Crespi, Joseph Maria

, sometimes called La Spagnuolo, from the style in which he affected to dress, was born at Bologna, in 1665, and received his earliest instruction in design from Angelo Toni, a very moderate artist; but in a short time he quitted that school, and successively studied under Domenico Cainuti, Carlo Cignani, and Giovanni Antonio Burrini. From them he applied himself to study the works of Baroccio, and afterwards the principles of colouring at Venice, from the paintings of Titian, Tintoretto, and Paul Veronese. Thus qualified to appear with credit in his profession, his merit was made known to the grand duke Ferdinand, who immediately engaged him in several noble compositions, which he executed with success. In portrait he was particularly excellent; and to those subjects he gave elegant attitudes, with a strong and graceful resemblance.

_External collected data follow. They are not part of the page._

//! Session-aware payroll API client: bearer tokens that refresh themselves behind a singleflight
//! guard, and report operations that retry under idempotency keys without duplicating the
//! expensive work (PDF rendering, email delivery) happening on the server.

#![deny(clippy::all, missing_docs, unused_crate_dependencies)]

pub mod api;
pub mod auth;
pub mod config;
pub mod error;
pub mod http;
pub mod idempotency;
pub mod obs;
pub mod operation;
pub mod session;
pub mod store;

#[doc(hidden)]
pub mod _preludet {
	//! Convenience re-exports and helpers shared by unit and integration tests.

	pub use crate::_prelude::*;

	// crates.io
	use base64::{Engine as _, engine::general_purpose::URL_SAFE_NO_PAD};
	use tokio::sync::Notify;
	// self
	#[cfg(feature = "reqwest")] use crate::http::ReqwestHttpClient;
	use crate::{
		api::ApiClient,
		config::{ClientConfig, RetryPolicy},
		http::{ApiHttpClient, HttpFuture, HttpRequest, HttpResponse},
		store::{MemoryStore, TokenStore},
	};

	/// Reqwest-backed client type used by integration tests.
	#[cfg(feature = "reqwest")]
	pub type ReqwestTestClient = ApiClient<ReqwestHttpClient>;

	/// Builds an unsigned JWT-shaped token whose payload is `claims` serialized as JSON.
	pub fn encode_test_token(claims: &serde_json::Value) -> String {
		let header = URL_SAFE_NO_PAD.encode(br#"{"alg":"none","typ":"JWT"}"#);
		let payload = URL_SAFE_NO_PAD.encode(claims.to_string());

		format!("{header}.{payload}.signature")
	}

	/// Builds a token for `subject` that expires `ttl` from now.
	pub fn test_token(subject: &str, is_manager: bool, ttl: Duration) -> String {
		let exp = (OffsetDateTime::now_utc() + ttl).unix_timestamp();

		encode_test_token(&serde_json::json!({
			"sub": subject,
			"is_manager": is_manager,
			"email": format!("{subject}@example.com"),
			"exp": exp,
		}))
	}

	/// Retry policy with millisecond delays so conflict loops finish quickly under test.
	pub fn fast_retry_policy() -> RetryPolicy {
		RetryPolicy {
			initial_delay: Duration::milliseconds(5),
			multiplier: 2,
			max_delay: Duration::milliseconds(20),
			max_retries: Some(5),
		}
	}

	/// Client configuration pointing at `base_url` with the fast retry policy.
	pub fn test_config(base_url: &str) -> ClientConfig {
		ClientConfig::builder()
			.base_url(Url::parse(base_url).expect("Test base URL should parse."))
			.retry_policy(fast_retry_policy())
			.build()
			.expect("Test client configuration should be valid.")
	}

	/// Transport that replays queued responses in order and records every request.
	///
	/// An empty queue answers `500`. With a gate installed, each call waits for one
	/// [`Notify::notify_one`] before responding.
	#[derive(Debug, Default)]
	pub struct ScriptedTransport {
		responses: Mutex<VecDeque<HttpResponse>>,
		requests: Mutex<Vec<HttpRequest>>,
		gate: Option<Arc<Notify>>,
	}
	impl ScriptedTransport {
		/// Holds every response until the returned gate is notified.
		pub fn gated() -> (Self, Arc<Notify>) {
			let gate = Arc::new(Notify::new());

			(Self { gate: Some(gate.clone()), ..Default::default() }, gate)
		}

		/// Queues a response.
		pub fn push(&self, response: HttpResponse) -> &Self {
			self.responses.lock().push_back(response);

			self
		}

		/// Queues a JSON response.
		pub fn push_json(&self, status: u16, body: serde_json::Value) -> &Self {
			self.push(HttpResponse::json_body(status, &body))
		}

		/// Requests seen so far.
		pub fn requests(&self) -> Vec<HttpRequest> {
			self.requests.lock().clone()
		}

		/// Number of requests seen so far.
		pub fn request_count(&self) -> usize {
			self.requests.lock().len()
		}
	}
	impl ApiHttpClient for ScriptedTransport {
		fn execute(&self, request: HttpRequest) -> HttpFuture<'_> {
			self.requests.lock().push(request);

			let response = self.responses.lock().pop_front().unwrap_or_else(|| {
				HttpResponse::json_body(500, &serde_json::json!({ "detail": "unscripted" }))
			});
			let gate = self.gate.clone();

			Box::pin(async move {
				if let Some(gate) = gate {
					gate.notified().await;
				}

				Ok(response)
			})
		}
	}

	/// Constructs an [`ApiClient`] over the provided transport backed by an in-memory store.
	pub fn build_test_client<C>(base_url: &str, http_client: C) -> (ApiClient<C>, Arc<MemoryStore>)
	where
		C: ApiHttpClient,
	{
		let store_backend = Arc::new(MemoryStore::default());
		let store: Arc<dyn TokenStore> = store_backend.clone();
		let client = ApiClient::with_http_client(test_config(base_url), store, http_client);

		(client, store_backend)
	}

	/// Constructs a reqwest-backed [`ApiClient`] for `httpmock` servers.
	#[cfg(feature = "reqwest")]
	pub fn build_reqwest_test_client(base_url: &str) -> (ReqwestTestClient, Arc<MemoryStore>) {
		build_test_client(base_url, ReqwestHttpClient::default())
	}
}

mod _prelude {
	pub use std::{
		collections::{HashMap, VecDeque},
		error::Error as StdError,
		fmt::{Debug, Display, Formatter, Result as FmtResult},
		future::Future,
		pin::Pin,
		str::FromStr,
		sync::Arc,
	};

	pub use async_lock::Mutex as AsyncMutex;
	pub use parking_lot::{Mutex, RwLock};
	#[cfg(feature = "reqwest")]
	pub use reqwest::{Client as ReqwestClient, Error as ReqwestError};
	pub use serde::{Deserialize, Serialize, de::DeserializeOwned};
	pub use thiserror::Error as ThisError;
	pub use time::{Duration, OffsetDateTime};
	pub use url::Url;

	pub use crate::error::{Error, Result};
}

#[cfg(feature = "reqwest")] pub use reqwest;
pub use url;
#[cfg(test)] use {color_eyre as _, httpmock as _};
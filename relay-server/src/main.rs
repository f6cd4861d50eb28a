//! Gramline Web Server - Alertmanager-to-Telegram webhook relay.
//!
//! This binary provides a thin web server that:
//! - Receives Alertmanager webhooks and plain `{"text": ...}` bodies
//! - Derives a chat message from the payload
//! - Forwards it to the Telegram Bot API
//! - Answers with a short plain-text status

use std::net::SocketAddr;

use anyhow::{Context, Result};
use tokio::{net::TcpListener, signal};
use tracing::info;
use tracing_subscriber::{fmt, layer::SubscriberExt, util::SubscriberInitExt, EnvFilter};

use gramline::web::{create_router, AppState};
use gramline::{Config, TelegramClient};

#[tokio::main]
async fn main() -> Result<()> {
    // Initialize structured JSON logging
    let filter =
        EnvFilter::try_from_default_env().unwrap_or_else(|_| EnvFilter::new("info"));

    tracing_subscriber::registry()
        .with(filter)
        .with(fmt::layer().json().flatten_event(true))
        .init();

    info!("relay_starting");

    // Load configuration; token and chat id are only required per request
    let config = Config::from_env();
    info!(
        port = config.port,
        bot_token_configured = config.bot_token.is_some(),
        chat_id_configured = config.chat_id.is_some(),
        api_base = %config.telegram_api_base,
        timeout_ms = config.request_timeout_ms,
        "config_loaded"
    );

    // Create the outbound Telegram client
    let telegram = TelegramClient::new(
        config.telegram_api_base.clone(),
        config.request_timeout_ms,
    )
    .context("Failed to create Telegram client")?;

    // Create application state
    let port = config.port;
    let state = AppState::new(config, telegram);

    // Build the router
    let app = create_router(state);

    // Bind to address
    let addr = SocketAddr::from(([0, 0, 0, 0], port));
    let listener = TcpListener::bind(addr)
        .await
        .context("Failed to bind to address")?;

    info!(address = %addr, "relay_listening");

    // Run server with graceful shutdown
    axum::serve(listener, app)
        .with_graceful_shutdown(shutdown_signal())
        .await
        .context("Server error")?;

    info!("relay_shutdown_complete");

    Ok(())
}

/// Create a future that completes when a shutdown signal is received.
async fn shutdown_signal() {
    let ctrl_c = async {
        signal::ctrl_c()
            .await
            .expect("Failed to install Ctrl+C handler");
    };

    #[cfg(unix)]
    let terminate = async {
        signal::unix::signal(signal::unix::SignalKind::terminate())
            .expect("Failed to install SIGTERM handler")
            .recv()
            .await;
    };

    #[cfg(not(unix))]
    let terminate = std::future::pending::<()>();

    tokio::select! {
        _ = ctrl_c => info!("Received SIGINT"),
        _ = terminate => info!("Received SIGTERM"),
    }

    info!("relay_shutting_down");
}
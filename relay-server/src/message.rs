//! Message derivation from inbound payloads.
//!
//! This module turns a decoded webhook payload into the text forwarded
//! to Telegram. Alert batches get a status prefix line; plain text goes
//! through verbatim.

use tracing::{info, warn};

use crate::error::RelayError;
use crate::payload::{AlertBatch, SimpleText, WebhookPayload};

/// Prefix line for firing (or unrecognized status) batches.
const FIRING_PREFIX: &str = "🚨 FIRING";

/// Prefix line for resolved batches.
const RESOLVED_PREFIX: &str = "✅ RESOLVED";

/// Stand-in alert name when the labels carry none.
const FALLBACK_ALERT_NAME: &str = "UnknownAlert";

/// Derive the outbound message text for a payload.
pub fn build_message(payload: WebhookPayload) -> Result<String, RelayError> {
    match payload {
        WebhookPayload::Batch(batch) => render_batch(batch),
        WebhookPayload::Text(simple) => render_text(simple),
    }
}

/// Render an alert batch into a prefixed message.
///
/// Only the first alert is consulted. The body prefers the `summary`
/// annotation, then `description`, then a line synthesized from the
/// `alertname` label; empty strings count as absent. The batch-level
/// status decides the prefix, not the alert's own.
fn render_batch(batch: AlertBatch) -> Result<String, RelayError> {
    let alert_count = batch.alerts.len();

    let mut alert = match batch.alerts.into_iter().next() {
        Some(alert) => alert,
        None => {
            warn!(receiver = %batch.receiver, "alert_batch_empty");
            return Err(RelayError::EmptyBatch);
        }
    };

    let summary = alert.annotations.remove("summary").filter(|s| !s.is_empty());
    let description = alert
        .annotations
        .remove("description")
        .filter(|s| !s.is_empty());

    let (body, body_source) = if let Some(summary) = summary {
        (summary, "summary")
    } else if let Some(description) = description {
        (description, "description")
    } else {
        let name = alert
            .labels
            .get("alertname")
            .map(String::as_str)
            .filter(|s| !s.is_empty())
            .unwrap_or(FALLBACK_ALERT_NAME);
        (format!("🚨 Alert: {}", name), "alertname")
    };

    let message = if batch.status == "resolved" {
        format!("{}\n{}", RESOLVED_PREFIX, body)
    } else {
        format!("{}\n{}", FIRING_PREFIX, body)
    };

    info!(
        status = %batch.status,
        alert_count = alert_count,
        body_source = body_source,
        "alert_message_built"
    );

    Ok(message)
}

/// Render a plain-text payload. The text is forwarded verbatim.
fn render_text(simple: SimpleText) -> Result<String, RelayError> {
    if simple.text.is_empty() {
        warn!("text_payload_empty");
        return Err(RelayError::EmptyText);
    }

    info!(text_length = simple.text.len(), "text_message_built");

    Ok(simple.text)
}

His imagination was lively, and often whimsical; he was very famous for caricatures, and frequently amused himself with designing comic and burlesque fancies, which he expressed with abundance of humour and drollery. Sometimes he etched those designs with aqua fortis, selecting his subjects from the writings of the facetious and burlesque poets. He was remarkably singular, in accustoming himself to paint in a chamber properly darkened, and so contrived as to admit a ray of the sun, or the light of a flambeau, to enable him to give a greater roundness and relief to his paintings, by a nice observation of the force of natural light and shadow. His works are dispersed into different parts of Europe. In the gallery of Dresden were “The Seven Sacraments,” in seven pieces; “The Virgin, Christ, and St. John,” “An Ecce Homo, attended by two Soldiers.” He died in 1747. His sons, Antonio and Lewis, were some of the best of their father’s scholars, but though their works were much studied, and composed with more sobriety than those of their father, they never attained his eminence in the art. Lewis, indeed, quitted the pencil for the pen, and wrote many considerable works relating to the arts, and amongst others, the Supplement | or 3d volume of the “Felsina Pittrice.” He died in 1779, and Antonio survived him only three years. 1


Pilkington.—Argenville.—Rees’s Cyclopædia.